Thankfully, just about a month ago, Wimbledon decided to institute a tiebreaker at 12-12 in fifth sets. Congrats to John and to literally anyone who likes tennis, because these extended matches needed to die.

Stefon Diggs and the Minneapolis Miracle

Paxton: Every couple years, an NFL play permanently sears itself into my mind. The OBJ rookie catch, Aaron Rodgers’ pass to Richard Rodgers, and the BeastQuake run are recent examples. In 2018, I saw two of them (the Miami Miracle being the other.)
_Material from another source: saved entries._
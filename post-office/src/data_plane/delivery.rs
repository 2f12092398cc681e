//! Hands routed references to their queues.

use tracing::trace;

use crate::message::MessageReference;
use crate::observability::events;

const COMPONENT: &str = "delivery";

/// Appends each reference to the tail of its queue, in input order.
///
/// Routing decisions are final here: nothing is re-filtered.
pub(crate) fn deliver(references: Vec<MessageReference>) {
    for reference in references {
        trace!(
            event = events::DELIVER,
            component = COMPONENT,
            queue = reference.queue().name(),
            msg_id = reference.message().message_id(),
            "appending reference"
        );
        let queue = reference.queue().clone();
        queue.add_last(reference);
    }
}

#[cfg(test)]
mod tests {
    use super::deliver;
    use crate::message::{MessageReference, ServerMessage};
    use crate::test_support::TestQueue;
    use std::sync::Arc;

    #[test]
    fn preserves_caller_order_per_queue() {
        let queue = Arc::new(TestQueue::new("q1"));
        let references = (1..=3)
            .map(|id| {
                MessageReference::new(Arc::new(ServerMessage::new(id, "orders")), queue.clone())
            })
            .collect();

        deliver(references);

        let appended: Vec<u64> = queue
            .appended
            .lock()
            .unwrap()
            .iter()
            .map(|reference| reference.message().message_id())
            .collect();
        assert_eq!(appended, vec![1, 2, 3]);
    }
}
The Diggs’ touchdown was unlike any playoff moment ever before. Even Joe Buck, ever the monotone announcer, couldn’t ruin it. A tortured sports city watched lightning strike out of nowhere, on a pass play that wasn’t even an attempt to score.

Ohio State v. Michigan

Coleman: This was gonna be the year that Michigan beat Ohio State. I had known it to be true since right around early October, but the signs had been there for some time. OSU had owned UM for the past two decades since I realized what football was (conveniently for me). But I was convinced that my decision to move to Columbus was the fan equivalent of Icarus flying too close to the Sun—the run of Buckeye success would come to an abrupt end.

This suspicion only grew as the year went on. It started in August, when the investigation (and firing) of OSU Assistant Zach Smith led to Urban Meyer being suspended for 3 games. On the field, the Buckeyes had a myriad of issues—poor tackling, terrible pass defense, a complete inability to run the ball. These issues culminated in a disastrous loss on the road at Purdue.

Meanwhile, the Wolverines were rolling. Michigan lost its first game at Notre Dame, but proceeded to dominate every foe in their path, most notably beating Penn State 42-7. Shea Patterson added an element that Michigan didn’t have on their last great team in 2016 (namely, the ability to throw the ball more than 10 yards down the field). This was gonna be the year Michigan did the damn thing and won in Columbus for the first time since 2000.


The Buckeyes dominated the Wolverines in all 3 phases of the game. Michigan’s #1 ranked defense gave up 62 points—a merciful figure, given OSU kneeled the game out on the goal line. The Michigan offense reached 39 points only via 2 garbage time touchdowns. In the first half, the Wolverines had decided to endlessly run the ball up the middle in spite of 11 games suggesting how vulnerable the Buckeyes were outside the hashes. And the Michigan special teams conceded a blocked punt which resulted in the touchdown that broke the game open in the 3rd quarter. Even with all of the narrative (and my own expectations) suggesting that this would be the year for Michigan to win, it didn’t happen. It was a good day.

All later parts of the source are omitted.